__Stored data entries__.
===

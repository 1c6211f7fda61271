//! A simple (single threaded) free list

use std::cell::Cell;
use std::ptr::NonNull;

use super::{FreeSlot, FREE_SLOT_MARKER, MINIMUM_SIZE};

/// A simple free list
pub struct SimpleFreeList {
    next: Cell<Option<NonNull<FreeSlot>>>,
    len: Cell<usize>,
    size: usize
}
impl SimpleFreeList {
    /// Create a new free list
    #[inline]
    pub const fn new(size: usize) -> SimpleFreeList {
        assert!(size >= MINIMUM_SIZE);
        SimpleFreeList { next: Cell::new(None), len: Cell::new(0), size }
    }
    /// The fixed size of entries in the free list
    #[inline]
    pub fn size(&self) -> usize {
        self.size
    }
    /// The number of slots currently in the list
    #[inline]
    pub fn len(&self) -> usize {
        self.len.get()
    }
    /// Check if the list has no free slots
    #[inline]
    pub fn is_empty(&self) -> bool {
        self.next.get().is_none()
    }
    /// Take the next free slot
    #[inline]
    pub fn take_free(&self) -> Option<NonNull<u8>> {
        let next_free = self.next.get()?;
        unsafe {
            debug_assert!(
                next_free.as_ref().is_free(),
                "Corrupted free slot {:p}", next_free
            );
            self.next.set(next_free.as_ref().next_free);
        }
        self.len.set(self.len.get() - 1);
        Some(next_free.cast())
    }
    /// Push a slot onto the head of the list
    ///
    /// ## Safety
    /// The slot must be a block of exactly `self.size()` bytes,
    /// aligned for a pointer, and no longer in use.
    #[inline]
    pub unsafe fn insert_free(&self, slot: NonNull<u8>) {
        let slot = slot.cast::<FreeSlot>();
        slot.as_ptr().write(FreeSlot {
            next_free: self.next.get(),
            marker: FREE_SLOT_MARKER
        });
        self.next.set(Some(slot));
        self.len.set(self.len.get() + 1);
    }
    /// Thread `count` consecutive blocks starting at `start` into the list
    ///
    /// The lowest block ends up at the head.
    ///
    /// ## Safety
    /// The memory must be valid for `count * self.size()` bytes
    /// and must not be in use.
    pub unsafe fn insert_region(&self, start: NonNull<u8>, count: usize) {
        for index in (0..count).rev() {
            self.insert_free(NonNull::new_unchecked(
                start.as_ptr().add(index * self.size)
            ));
        }
    }
    /// Forget every slot in the list
    ///
    /// Used once the memory backing the slots has been released wholesale.
    #[inline]
    pub fn clear(&self) {
        self.next.set(None);
        self.len.set(0);
    }
}
//! Fixed-size free lists
//!
//! Implemented as intrusive linked lists,
//! threaded through the first words of the unused blocks themselves.

use std::ptr::NonNull;

pub mod simple;

pub use self::simple::SimpleFreeList;

/// The minimum size of a block that can be threaded into a free list
pub const MINIMUM_SIZE: usize = std::mem::size_of::<FreeSlot>();

/// Written into the second word of every free slot.
///
/// It is checked whenever a slot is taken back out of the list,
/// which catches writes through dangling pointers to freed blocks.
pub const FREE_SLOT_MARKER: usize = 0xF3EE_B10C;

/// An unused block, as seen by its free list
#[repr(C)]
pub struct FreeSlot {
    /// The next free slot, or `None` if this is the last one
    pub(crate) next_free: Option<NonNull<FreeSlot>>,
    /// Marker for the slot, always `FREE_SLOT_MARKER`
    pub marker: usize,
}
impl FreeSlot {
    /// Check if this slot is marked as free
    #[inline]
    pub fn is_free(&self) -> bool {
        self.marker == FREE_SLOT_MARKER
    }
}
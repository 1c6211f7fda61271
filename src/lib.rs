//! The value representation and memory core of a relational runtime.
//!
//! ## Values
//! A [Value] is a 16-byte tagged word pair. Scalars (symbols, integers, floats)
//! and empty collections are stored inline. Everything else points at a
//! reference-counted heap block.
//!
//! ## Ownership
//! Ownership is explicit: constructors return a value owned once,
//! [Heap::retain] adds an owner and [Heap::release] drops one.
//! Destroying a block never recurses, so arbitrarily deep values are fine.
//!
//! ## Transactions
//! A computation that may fail can run speculatively
//! (see [Heap::speculate]). Its blocks come from a disposable arena.
//! Aborting throws the whole arena away at once, while committing
//! copies the result into permanent memory first ([Heap::copy_for_commit]).
//!
//! ```
//! use relheap::{Heap, Value};
//!
//! let heap = Heap::new();
//! let committed = heap.speculate(|heap| {
//!     let elems: Vec<Value> = (0..10).map(Value::int).collect();
//!     Ok(heap.build_seq(&elems))
//! }).unwrap();
//! assert_eq!(heap.len(committed), Some(10));
//! heap.release(committed);
//! ```

pub mod block;
mod copy;
pub mod heap;
mod transaction;
pub mod value;

pub use self::heap::Heap;
pub use self::value::{Descriptor, MemLayout, Value, ValueType};
pub use relheap_context::{
    Failure, MemState, Runtime, RuntimeConfig, TransitionError
};
pub use relheap_alloc::AllocStats;
//! Failure reporting
//!
//! There are three kinds of failure, in increasing severity.
//! Only a soft failure inside a speculative region can be recovered from,
//! by aborting the region. Everything else is logged
//! (with a backtrace) and then panics.
use std::backtrace::Backtrace;
use std::fmt::Display;

use slog::{crit, debug};

use crate::{MemState, Runtime};

/// A failure reported by the runtime
#[derive(Clone, Debug, PartialEq, Eq, thiserror::Error)]
pub enum Failure {
    /// Caller-supplied data violated a precondition
    #[error("{0}")]
    Soft(String),
    /// A request exceeded what the representation supports,
    /// like an overlong sequence
    #[error("Implementation limit exceeded: {0}")]
    ImplementationLimit(String),
    /// A broken invariant of the runtime itself
    #[error("Internal error: {0}")]
    Internal(String),
}
impl Failure {
    /// A short name for the kind of failure
    pub fn kind(&self) -> &'static str {
        match *self {
            Failure::Soft(_) => "soft",
            Failure::ImplementationLimit(_) => "implementation-limit",
            Failure::Internal(_) => "internal",
        }
    }
    /// Whether this failure can abort a speculative region
    /// instead of halting
    #[inline]
    pub fn is_recoverable(&self) -> bool {
        matches!(*self, Failure::Soft(_))
    }
}

impl Runtime {
    /// Report a precondition violated by caller-supplied data
    ///
    /// Inside a speculative region, this returns the failure
    /// so the caller can propagate it and abort the region.
    /// Everywhere else it is fatal.
    pub fn soft_fail(&self, message: impl Display) -> Failure {
        let failure = Failure::Soft(message.to_string());
        if self.state() == MemState::Speculative {
            debug!(
                self.logger(), "Soft failure in speculative state";
                "message" => %failure,
            );
            failure
        } else {
            self.fatal(failure)
        }
    }
    /// Report a request beyond the limits of the representation
    #[cold]
    pub fn impl_fail(&self, message: impl Display) -> ! {
        self.fatal(Failure::ImplementationLimit(message.to_string()))
    }
    /// Report a broken internal invariant
    #[cold]
    pub fn internal_fail(&self, message: impl Display) -> ! {
        self.fatal(Failure::Internal(message.to_string()))
    }
    #[cold]
    #[inline(never)]
    fn fatal(&self, failure: Failure) -> ! {
        let backtrace = Backtrace::force_capture();
        crit!(
            self.logger(), "Fatal failure";
            "kind" => failure.kind(),
            "message" => %failure,
            "state" => ?self.state(),
            "backtrace" => %backtrace,
        );
        panic!("{}", failure)
    }
}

===

__ACTIVITY__. Among the records above, extract exactly the lines from the line with "Take the next free slot" to the line with "The slot must", both lines included, and leave out the rest.

__RESPONSE BELOW__.
    /// Take the next free slot
    #[inline]
    pub fn take_free(&self) -> Option<NonNull<u8>> {
        let next_free = self.next.get()?;
        unsafe {
            debug_assert!(
                next_free.as_ref().is_free(),
                "Corrupted free slot {:p}", next_free
            );
            self.next.set(next_free.as_ref().next_free);
        }
        self.len.set(self.len.get() - 1);
        Some(next_free.cast())
    }
    /// Push a slot onto the head of the list
    ///
    /// ## Safety
    /// The slot must be a block of exactly `self.size()` bytes,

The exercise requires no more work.